*What the task asks*
All lines in the records that carry the string "bool" are to be shown.

*Supplied material*
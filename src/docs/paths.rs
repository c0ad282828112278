//! Page id, link and output path conversions.
//!
//! A page id is `<volume>/<path within the volume>` with `/` separators,
//! e.g. `guide/getting-started/install.md`. Output files mirror page ids
//! with an `.html` extension, so relative links between pages keep working
//! once rendered.

use std::path::{Path, PathBuf};

use crate::engine::PageId;

const PAGE_EXTENSIONS: [&str; 2] = ["md", "markdown"];

/// The id of the page at `relative` inside `volume`.
pub fn page_id(volume: &str, relative: &Path) -> PageId {
    let relative = relative.to_string_lossy().replace('\\', "/");
    PageId::new(format!("{volume}/{relative}"))
}

/// Split a page id into its volume name and volume-relative path.
pub fn split_page_id(page: &PageId) -> Option<(&str, &str)> {
    page.as_str().split_once('/')
}

/// Whether a file name looks like a Markdown page.
pub fn is_page_file(path: &Path) -> bool {
    path.extension()
        .and_then(|e| e.to_str())
        .is_some_and(|e| PAGE_EXTENSIONS.contains(&e.to_lowercase().as_str()))
}

/// Whether a link destination points at another page of the project.
///
/// Absolute URLs, root-relative paths and same-page anchors are not.
pub fn is_page_link(href: &str) -> bool {
    if href.contains("://") || href.starts_with("mailto:") || href.starts_with('/') {
        return false;
    }
    let path = strip_fragment(href);
    !path.is_empty() && is_page_file(Path::new(path))
}

/// Resolve a relative page link against the page it appears on.
///
/// Returns `None` when the link climbs above the project root.
pub fn resolve_link(from: &PageId, href: &str) -> Option<PageId> {
    let path = strip_fragment(href);
    if path.is_empty() {
        return None;
    }

    let mut segments: Vec<&str> = from.as_str().split('/').collect();
    segments.pop();
    for part in path.split('/') {
        match part {
            "" | "." => {}
            ".." => {
                segments.pop()?;
            }
            other => segments.push(other),
        }
    }

    // Needs at least a volume and a file.
    if segments.len() < 2 {
        return None;
    }
    Some(PageId::new(segments.join("/")))
}

/// Rewrite a page link to point at the rendered page.
///
/// ```ignore
/// link_to_html("setup.md#install") => "setup.html#install"
/// ```
pub fn link_to_html(href: &str) -> String {
    let path = strip_fragment(href);
    let suffix = &href[path.len()..];
    format!("{}{}", with_html_extension(path), suffix)
}

/// The page's rendered file, relative to the output directory.
pub fn html_path(page: &PageId) -> String {
    with_html_extension(page.as_str())
}

/// Where a page is written.
pub fn output_path(output_dir: &Path, page: &PageId) -> PathBuf {
    output_dir.join(html_path(page))
}

/// Link from the rendered `from` page to the rendered `to` page.
pub fn relative_url(from: &PageId, to: &PageId) -> String {
    let target = html_path(to);
    let from_dirs: Vec<&str> = from.as_str().split('/').collect();
    let from_dirs = &from_dirs[..from_dirs.len().saturating_sub(1)];
    let to_parts: Vec<&str> = target.split('/').collect();
    let to_dirs = &to_parts[..to_parts.len().saturating_sub(1)];

    let common = from_dirs
        .iter()
        .zip(to_dirs)
        .take_while(|(a, b)| a == b)
        .count();

    let mut parts: Vec<&str> = vec![".."; from_dirs.len() - common];
    parts.extend(&to_parts[common..]);
    parts.join("/")
}

fn strip_fragment(href: &str) -> &str {
    href.split(['#', '?']).next().unwrap_or(href)
}

fn with_html_extension(path: &str) -> String {
    let stem = match path.rsplit_once('.') {
        Some((stem, ext)) if PAGE_EXTENSIONS.contains(&ext.to_lowercase().as_str()) => stem,
        _ => path,
    };
    format!("{stem}.html")
}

*Your solution*
pub fn is_page_file(path: &Path) -> bool {
pub fn is_page_link(href: &str) -> bool {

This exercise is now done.